#### WORK REQUEST
Look through the listing below for the word "PartialEq" and copy every line where it occurs.

#### DATA
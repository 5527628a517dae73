//! Session configuration

use crate::error::BridgeError;
use mlua::StdLib;
use serde::{Deserialize, Serialize};

/// Settings applied when a [`Session`](crate::Session) is created.
#[derive(Debug, Clone, PartialEq, Serialize, Deserialize)]
#[serde(default)]
pub struct SessionConfig {
    /// Library groups loaded by `Session::open_libraries`.
    pub libraries: LibrarySet,
    /// Open `libraries` immediately instead of waiting for an explicit call.
    pub open_libraries: bool,
    /// Chunk name used by `Session::eval` in error messages.
    pub chunk_name: String,
    /// Upper bound on guest heap size in bytes.
    pub memory_limit: Option<usize>,
    /// Maximum nesting of host/guest boundary crossings.
    pub max_call_depth: usize,
}

impl SessionConfig {
    pub fn from_json(source: &str) -> Result<Self, BridgeError> {
        Ok(serde_json::from_str(source)?)
    }
}

impl Default for SessionConfig {
    fn default() -> Self {
        Self {
            libraries: LibrarySet::default(),
            open_libraries: false,
            chunk_name: "=eval".to_string(),
            memory_limit: None,
            max_call_depth: 200,
        }
    }
}

/// Which standard library groups to load. The base library is always present.
/// `debug` cannot be loaded into a safe session and is not listed.
#[derive(Debug, Clone, Copy, PartialEq, Eq, Serialize, Deserialize)]
#[serde(default)]
pub struct LibrarySet {
    pub coroutine: bool,
    pub table: bool,
    pub io: bool,
    pub os: bool,
    pub string: bool,
    pub utf8: bool,
    pub math: bool,
    pub package: bool,
}

impl LibrarySet {
    pub fn all() -> Self {
        Self {
            coroutine: true,
            table: true,
            io: true,
            os: true,
            string: true,
            utf8: true,
            math: true,
            package: true,
        }
    }

    pub fn none() -> Self {
        Self {
            coroutine: false,
            table: false,
            io: false,
            os: false,
            string: false,
            utf8: false,
            math: false,
            package: false,
        }
    }

    pub(crate) fn to_std_lib(self) -> StdLib {
        let groups = [
            (self.coroutine, StdLib::COROUTINE),
            (self.table, StdLib::TABLE),
            (self.io, StdLib::IO),
            (self.os, StdLib::OS),
            (self.string, StdLib::STRING),
            (self.utf8, StdLib::UTF8),
            (self.math, StdLib::MATH),
            (self.package, StdLib::PACKAGE),
        ];
        groups
            .into_iter()
            .filter(|(enabled, _)| *enabled)
            .fold(StdLib::NONE, |libs, (_, lib)| libs | lib)
    }

    /// Names of the enabled groups, for logging.
    pub fn names(self) -> Vec<&'static str> {
        [
            (self.coroutine, "coroutine"),
            (self.table, "table"),
            (self.io, "io"),
            (self.os, "os"),
            (self.string, "string"),
            (self.utf8, "utf8"),
            (self.math, "math"),
            (self.package, "package"),
        ]
        .into_iter()
        .filter_map(|(enabled, name)| enabled.then_some(name))
        .collect()
    }
}

impl Default for LibrarySet {
    fn default() -> Self {
        Self::all()
    }
}

#[cfg(test)]
mod tests {
    use super::*;

    #[test]
    fn partial_json_keeps_defaults() {
        let config =
            SessionConfig::from_json(r#"{ "libraries": { "io": false, "os": false }, "max_call_depth": 16 }"#)
                .unwrap();
        assert_eq!(config.max_call_depth, 16);
        assert_eq!(config.chunk_name, "=eval");
        assert!(!config.libraries.io);
        assert!(config.libraries.string);
    }

    #[test]
    fn malformed_json_is_a_config_error() {
        let err = SessionConfig::from_json("{ nope").unwrap_err();
        assert!(matches!(err, BridgeError::Config(_)));
    }

    #[test]
    fn library_names_follow_flags() {
        let mut set = LibrarySet::none();
        set.math = true;
        set.string = true;
        assert_eq!(set.names(), vec!["string", "math"]);
        assert!(LibrarySet::none().names().is_empty());
    }
}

#### EXPECTED ANSWER
#[derive(Debug, Clone, PartialEq, Serialize, Deserialize)]
#[derive(Debug, Clone, Copy, PartialEq, Eq, Serialize, Deserialize)]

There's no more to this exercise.